= EXERCISE REQUIREMENTS =
Transcribe the listing below from its opening line up to and including the line that contains "for_each_bounded(ids.iter().copied(), concurrency, |id|"; reproduce nothing else.
○ ○ ○ ○ ○ ○ ○
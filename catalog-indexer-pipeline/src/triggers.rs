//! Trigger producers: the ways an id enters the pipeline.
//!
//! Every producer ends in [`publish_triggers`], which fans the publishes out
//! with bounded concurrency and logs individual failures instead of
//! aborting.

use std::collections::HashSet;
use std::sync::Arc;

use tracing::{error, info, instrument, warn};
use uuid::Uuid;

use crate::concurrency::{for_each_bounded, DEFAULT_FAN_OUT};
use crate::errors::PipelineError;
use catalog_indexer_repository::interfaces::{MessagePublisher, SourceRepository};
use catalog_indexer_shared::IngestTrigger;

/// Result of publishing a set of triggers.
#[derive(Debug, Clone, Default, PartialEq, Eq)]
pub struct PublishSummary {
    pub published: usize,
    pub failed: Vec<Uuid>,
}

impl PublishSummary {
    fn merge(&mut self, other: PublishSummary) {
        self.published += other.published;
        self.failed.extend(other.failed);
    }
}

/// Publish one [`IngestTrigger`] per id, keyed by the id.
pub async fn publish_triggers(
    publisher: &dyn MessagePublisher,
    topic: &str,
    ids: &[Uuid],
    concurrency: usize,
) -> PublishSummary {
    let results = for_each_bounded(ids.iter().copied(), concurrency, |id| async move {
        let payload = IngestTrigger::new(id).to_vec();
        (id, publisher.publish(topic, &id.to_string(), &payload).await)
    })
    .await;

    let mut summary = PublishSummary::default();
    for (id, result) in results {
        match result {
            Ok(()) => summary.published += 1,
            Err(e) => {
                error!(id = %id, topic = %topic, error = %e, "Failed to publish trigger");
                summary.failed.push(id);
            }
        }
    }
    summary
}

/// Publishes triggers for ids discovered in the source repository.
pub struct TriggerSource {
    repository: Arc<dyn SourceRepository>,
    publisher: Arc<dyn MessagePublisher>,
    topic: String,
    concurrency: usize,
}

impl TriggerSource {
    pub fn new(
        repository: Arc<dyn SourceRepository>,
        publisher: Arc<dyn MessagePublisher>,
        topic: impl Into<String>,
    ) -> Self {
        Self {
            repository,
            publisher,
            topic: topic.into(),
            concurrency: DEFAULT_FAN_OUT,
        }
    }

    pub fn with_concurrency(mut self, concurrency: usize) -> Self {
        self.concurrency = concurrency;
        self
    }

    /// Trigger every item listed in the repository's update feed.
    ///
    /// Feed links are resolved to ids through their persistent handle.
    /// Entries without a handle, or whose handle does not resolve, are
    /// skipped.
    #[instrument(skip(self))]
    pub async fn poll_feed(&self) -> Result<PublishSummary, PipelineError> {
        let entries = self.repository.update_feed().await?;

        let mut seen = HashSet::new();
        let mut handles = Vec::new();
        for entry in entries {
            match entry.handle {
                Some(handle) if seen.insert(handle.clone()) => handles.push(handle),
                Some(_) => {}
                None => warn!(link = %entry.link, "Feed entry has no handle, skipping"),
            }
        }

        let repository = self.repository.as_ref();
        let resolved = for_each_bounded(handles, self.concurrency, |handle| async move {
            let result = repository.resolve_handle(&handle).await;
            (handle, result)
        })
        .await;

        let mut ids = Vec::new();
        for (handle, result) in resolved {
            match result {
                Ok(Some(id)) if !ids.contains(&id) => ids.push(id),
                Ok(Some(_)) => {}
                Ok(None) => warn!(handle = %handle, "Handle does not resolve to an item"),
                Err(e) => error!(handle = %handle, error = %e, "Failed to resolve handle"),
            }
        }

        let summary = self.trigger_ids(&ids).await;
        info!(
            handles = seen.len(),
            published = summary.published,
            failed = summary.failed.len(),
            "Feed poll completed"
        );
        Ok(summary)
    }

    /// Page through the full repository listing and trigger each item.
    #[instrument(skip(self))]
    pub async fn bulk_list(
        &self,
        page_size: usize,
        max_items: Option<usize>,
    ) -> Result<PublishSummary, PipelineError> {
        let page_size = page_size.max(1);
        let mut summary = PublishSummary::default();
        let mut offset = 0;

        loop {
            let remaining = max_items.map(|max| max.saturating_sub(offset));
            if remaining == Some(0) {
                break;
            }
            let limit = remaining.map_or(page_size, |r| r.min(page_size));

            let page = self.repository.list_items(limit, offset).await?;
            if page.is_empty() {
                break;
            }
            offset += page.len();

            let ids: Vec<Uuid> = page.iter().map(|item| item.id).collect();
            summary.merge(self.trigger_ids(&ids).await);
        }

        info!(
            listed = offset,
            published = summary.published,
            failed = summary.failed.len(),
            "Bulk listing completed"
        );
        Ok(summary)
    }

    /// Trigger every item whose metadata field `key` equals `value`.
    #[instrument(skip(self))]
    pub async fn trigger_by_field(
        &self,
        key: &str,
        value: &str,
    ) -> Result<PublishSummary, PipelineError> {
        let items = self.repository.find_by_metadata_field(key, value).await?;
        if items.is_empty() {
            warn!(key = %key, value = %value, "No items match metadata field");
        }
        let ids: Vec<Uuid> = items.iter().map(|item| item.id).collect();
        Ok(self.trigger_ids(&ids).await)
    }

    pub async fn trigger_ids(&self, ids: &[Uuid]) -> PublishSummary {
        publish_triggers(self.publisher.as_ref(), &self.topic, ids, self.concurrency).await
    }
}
○ ○ ○ ○ ○ ○ ○
= TASK RESPONSE =
filename catalog-indexer-pipeline/src/triggers.rs
//! Trigger producers: the ways an id enters the pipeline.
//!
//! Every producer ends in [`publish_triggers`], which fans the publishes out
//! with bounded concurrency and logs individual failures instead of
//! aborting.

use std::collections::HashSet;
use std::sync::Arc;

use tracing::{error, info, instrument, warn};
use uuid::Uuid;

use crate::concurrency::{for_each_bounded, DEFAULT_FAN_OUT};
use crate::errors::PipelineError;
use catalog_indexer_repository::interfaces::{MessagePublisher, SourceRepository};
use catalog_indexer_shared::IngestTrigger;

/// Result of publishing a set of triggers.
#[derive(Debug, Clone, Default, PartialEq, Eq)]
pub struct PublishSummary {
    pub published: usize,
    pub failed: Vec<Uuid>,
}

impl PublishSummary {
    fn merge(&mut self, other: PublishSummary) {
        self.published += other.published;
        self.failed.extend(other.failed);
    }
}

/// Publish one [`IngestTrigger`] per id, keyed by the id.
pub async fn publish_triggers(
    publisher: &dyn MessagePublisher,
    topic: &str,
    ids: &[Uuid],
    concurrency: usize,
) -> PublishSummary {
    let results = for_each_bounded(ids.iter().copied(), concurrency, |id| async move {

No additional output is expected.